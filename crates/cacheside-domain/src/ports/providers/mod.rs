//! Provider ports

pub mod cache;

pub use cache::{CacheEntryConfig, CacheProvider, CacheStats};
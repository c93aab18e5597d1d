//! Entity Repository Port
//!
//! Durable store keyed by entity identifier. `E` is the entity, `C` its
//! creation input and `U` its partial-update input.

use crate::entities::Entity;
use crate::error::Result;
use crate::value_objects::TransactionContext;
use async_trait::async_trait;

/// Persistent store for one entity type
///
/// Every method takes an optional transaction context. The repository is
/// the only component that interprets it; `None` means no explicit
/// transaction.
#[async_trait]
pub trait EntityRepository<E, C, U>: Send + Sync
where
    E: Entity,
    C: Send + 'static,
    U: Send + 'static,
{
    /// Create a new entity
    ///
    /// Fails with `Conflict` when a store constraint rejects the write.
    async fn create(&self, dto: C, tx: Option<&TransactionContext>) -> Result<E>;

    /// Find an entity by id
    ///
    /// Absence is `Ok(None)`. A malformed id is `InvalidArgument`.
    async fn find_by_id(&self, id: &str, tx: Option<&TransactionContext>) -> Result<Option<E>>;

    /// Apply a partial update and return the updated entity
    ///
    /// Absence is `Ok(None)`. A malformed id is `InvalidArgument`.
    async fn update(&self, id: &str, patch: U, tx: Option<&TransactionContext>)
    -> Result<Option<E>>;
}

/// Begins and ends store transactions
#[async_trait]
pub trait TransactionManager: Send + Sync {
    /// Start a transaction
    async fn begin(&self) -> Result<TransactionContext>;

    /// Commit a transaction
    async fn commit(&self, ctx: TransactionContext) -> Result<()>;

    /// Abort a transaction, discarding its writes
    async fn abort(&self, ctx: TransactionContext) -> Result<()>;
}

Task directions ::
Only lines containing the word "ports" should be copied from the material above.

Result of this exercise ::
filename crates/cacheside-domain/src/ports/providers/mod.rs
//! Provider ports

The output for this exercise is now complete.